For that reason, Qiao traveled to Seafood Expo Global (SEG) in Barcelona, Spain, in April, to look for more suppliers who can partner with his firm to expand sales in China.
“We are looking for suppliers to develop the Chinese market together,” he said. “Financing is very expensive in China, so we want a supplier who can help us expand. We’re looking for all kinds of products: salmon, cod, mackerel, etcetera.”
There are, however, signs of weaker demand driving an unequal recovery. The feeble state of China’s economic recuperation is hindering demand for pangasius, according to Jiang.
“There are three months of reserves to be eaten through” before pangasius imports will return to levels seen before the pandemic, she said.
That suggests slower demand at the lower end of the market given pangasius has long been a staple of the mass consumer market in China, used by catering chains and in frozen meals popular with low-wage workers.
Recent economic data also suggests lessened pricing power in China, with the consumer price index weak compared to the rampant inflation seen in Western economies. China’s CPI rose only 0.7 percent in March. Seafood prices dropped 0.2 percent year over year while rising 1.3 percent month over month.
The data appears to concur with what Jinyue Dong, chief China economist at Spanish banking group BBVA, emphasized in a recent research note as “atypical deflation,” with prices slipping even as GDP growth picks up.

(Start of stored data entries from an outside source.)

impl InboundDirectory {
    pub fn new(config: DirectoryConfig) -> Self {
        Self {
            config,
            ..Default::default()
        }
    }

    pub fn config(&self) -> &DirectoryConfig {
        &self.config
    }

    /// Returns the epoch from the last applied connect event.
    pub fn known_epoch(&self) -> Option<Epoch> {
        self.known_epoch
    }

    pub fn stats(&self) -> &DirectoryStats {
        &self.stats
    }

    pub fn wire_id_map(&self) -> &WireIdMap {
        &self.wire_ids
    }

    /// Returns the number of entities, including destroyed entities that weren't reclaimed yet.
    pub fn len(&self) -> usize {
        self.entities.len()
    }

    pub fn is_empty(&self) -> bool {
        self.entities.is_empty()
    }

    pub fn entity(&self, local_id: LocalId) -> Option<&ReplicatedEntity> {
        self.entities.get(&local_id)
    }

    pub fn entity_mut(&mut self, local_id: LocalId) -> Option<&mut ReplicatedEntity> {
        self.entities.get_mut(&local_id)
    }

    /// Iterates over all entities in arbitrary order.
    pub fn iter(&self) -> impl Iterator<Item = (LocalId, &ReplicatedEntity)> {
        self.entities
            .iter()
            .map(|(&local_id, entity)| (local_id, entity))
    }

    /// Returns the local entity for a server entity.
    ///
    /// Returns [`None`] for destroyed entities.
    pub fn local_id(&self, wire_id: WireId) -> Option<LocalId> {
        self.wire_ids.local(wire_id)
    }

    /// Returns the server entity for a local entity.
    ///
    /// Returns [`None`] for destroyed entities.
    pub fn wire_id(&self, local_id: LocalId) -> Option<WireId> {
        self.wire_ids.wire(local_id)
    }

    /// Pops the oldest entity created by the server.
    ///
    /// Entities destroyed before being popped are still returned so the
    /// application can reclaim them.
    pub fn pump_created(&mut self) -> Option<LocalId> {
        self.pending_created.pop_front()
    }

    /// Decodes and applies all events from a message.
    ///
    /// On error, events decoded before the failure stay applied and the rest of the message
    /// is discarded. See [`DirectoryConfig::on_decode_error`] for additional recovery.
    pub fn receive(&mut self, message: impl Into<Bytes>) -> Result<(), DecodeError> {
        let message = message.into();
        trace!("received message of {} bytes", message.len());
        self.stats.bytes += message.len();

        for event in EventReader::new(message) {
            match event {
                Ok(event) => self.apply(event),
                Err(e) => {
                    self.stats.decode_errors += 1;
                    debug!("discarding the rest of the message: {e}");
                    if self.config.on_decode_error == DecodeErrorPolicy::ForgetEpoch {
                        debug!("forgetting the known epoch to resync on the next connect");
                        self.known_epoch = None;
                    }
                    return Err(e);
                }
            }
        }

        Ok(())
    }

    /// Encodes messages posted on mirrors since the last call.
    ///
    /// Returns [`None`] if there are no messages. Messages posted on destroyed
    /// entities are dropped.
    pub fn take_messages(&mut self) -> Option<Bytes> {
        let posted: Vec<_> = self
            .entities
            .iter()
            .filter(|(_, entity)| entity.has_out_messages())
            .filter_map(|(&local_id, _)| Some((self.wire_ids.wire(local_id)?, local_id)))
            .collect();

        let mut message = BytesMut::new();
        if !posted.is_empty() {
            trace!("writing messages for {} entities", posted.len());
            let entities = &self.entities;
            event::write_messages(
                &mut message,
                posted
                    .iter()
                    .map(|(wire_id, local_id)| (*wire_id, entities[local_id].out_messages())),
            );
        }

        for entity in self.entities.values_mut() {
            entity.clear_out_messages();
        }

        if message.is_empty() {
            None
        } else {
            Some(message.freeze())
        }
    }

    /// Releases a destroyed entity and returns it.
    ///
    /// # Panics
    ///
    /// Panics if the entity doesn't exist, isn't destroyed or has unread messages.
    pub fn reclaim(&mut self, local_id: LocalId) -> ReplicatedEntity {
        let mut entity = self
            .entities
            .remove(&local_id)
            .unwrap_or_else(|| panic!("`{local_id}` should exist to be reclaimed"));
        entity.reclaim();
        self.pending_created.retain(|&id| id != local_id);
        trace!("reclaiming `{local_id}`");

        entity
    }

    fn apply(&mut self, event: ReplicationEvent) {
        self.stats.events += 1;
        match event {
            ReplicationEvent::Connect { epoch, snapshot } => self.apply_connect(epoch, snapshot),
            ReplicationEvent::Create {
                wire_id,
                init_payload,
            } => self.create_or_refresh(wire_id, init_payload),
            ReplicationEvent::Destroy { wire_id } => self.destroy_mirror(wire_id),
            ReplicationEvent::Update(entries) => {
                trace!("applying update for {} entities", entries.len());
                for (wire_id, payload) in entries {
                    let Some(entity) = self.mapped_mut(wire_id) else {
                        trace!("ignoring update for unknown `{wire_id}`");
                        continue;
                    };
                    entity.apply_sync_payload(payload);
                    self.stats.entities_changed += 1;
                }
            }
            ReplicationEvent::Messages(entries) => {
                for (wire_id, messages) in entries {
                    let count = messages.len();
                    let Some(entity) = self.mapped_mut(wire_id) else {
                        trace!("ignoring {count} messages for unknown `{wire_id}`");
                        continue;
                    };
                    trace!("received {count} messages for `{wire_id}`");
                    entity.push_messages(messages);
                    self.stats.messages += count;
                }
            }
        }
    }

    fn apply_connect(&mut self, epoch: Epoch, snapshot: Vec<(WireId, Bytes)>) {
        let stale: Vec<_> = if self.known_epoch == Some(epoch) {
            debug!(
                "resyncing {} entities with {} from the same {epoch}",
                self.wire_ids.len(),
                snapshot.len(),
            );
            let present: HashSet<_> = snapshot.iter().map(|&(wire_id, _)| wire_id).collect();
            self.wire_ids
                .to_local()
                .keys()
                .filter(|wire_id| !present.contains(*wire_id))
                .copied()
                .collect()
        } else {
            debug!(
                "replacing {} entities with {} from new {epoch}",
                self.wire_ids.len(),
                snapshot.len(),
            );
            self.wire_ids.to_local().keys().copied().collect()
        };

        for wire_id in stale {
            self.destroy_mirror(wire_id);
        }

        for (wire_id, init_payload) in snapshot {
            self.create_or_refresh(wire_id, init_payload);
        }

        self.known_epoch = Some(epoch);
    }

    fn create_or_refresh(&mut self, wire_id: WireId, init_payload: Bytes) {
        if let Some(entity) = self.mapped_mut(wire_id) {
            trace!("refreshing init payload of `{wire_id}`");
            entity.refresh_init_payload(init_payload);
            return;
        }

        let local_id = self.local_ids.next_local();
        debug!("creating `{local_id}` for `{wire_id}`");
        self.wire_ids.insert(wire_id, local_id);
        self.entities.insert(
            local_id,
            ReplicatedEntity::mirror(init_payload, self.config.max_message_len),
        );
        self.pending_created.push_back(local_id);
        self.stats.entities_created += 1;
    }

    fn destroy_mirror(&mut self, wire_id: WireId) {
        let Some(local_id) = self.wire_ids.remove_by_wire(wire_id) else {
            debug!("ignoring destruction of unknown `{wire_id}`");
            return;
        };

        debug!("destroying `{local_id}` for `{wire_id}`");
        let entity = self
            .entities
            .get_mut(&local_id)
            .expect("mapped entities should be registered");
        entity.mark_pending_destroy();
        entity.clear_out_messages();
        self.stats.despawns += 1;
    }

    fn mapped_mut(&mut self, wire_id: WireId) -> Option<&mut ReplicatedEntity> {
        let local_id = self.wire_ids.local(wire_id)?;
        self.entities.get_mut(&local_id)
    }
}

While China’s GDP growth hit 4.5 percent for the first quarter of this year – above the 3.2 percent predicted by BBVA – compared to 2.9 percent in the last quarter of 2022, the government’s priming of the economy has largely focused on state-owned enterprises rather than consumers and smaller businesses, explained Dong.
That relative lack of government support for private businesses resulted in the pandemic seriously harming or destroying many of the smaller-sized importers who experienced the harsh effects of restrictions and border checks, according to Didier Boon, head of East China Seas, a seafood trading firm in Beijing.
“[Private companies] couldn’t pay suppliers. They weren’t able to make orders in case the shipments were seized at the port,” Boon told SeafoodSource. “State-owned companies didn’t have the same problem; They, in any case, had the ability to survive.”
With many of his former Chinese clients now out of business, Boon is focusing on a range of dry and canned seafood products, as well as catering supplies for Asian restaurants in Europe, the U.S., and Latin America.
In terms of future growth, Qiao sees two trends driving the Chinese seafood market. At the higher end of the market, Chinese supermarket chains are increasingly keen to increase their trade in imported seafood, which they identify as a route to higher profit margins. At the lower end of the market, Chinese processors will continue to emphasize value-added products for the domestic market in place of exports, he said.
“Local companies are chasing higher margins, so they’re focused on seafood meals and convenience products,” he said.
Chinese seafood companies are also trying to add value in the domestic market because export demand remains constrained by inflation in the E.U. and the U.K. where, in contrast to China, prices continue to climb.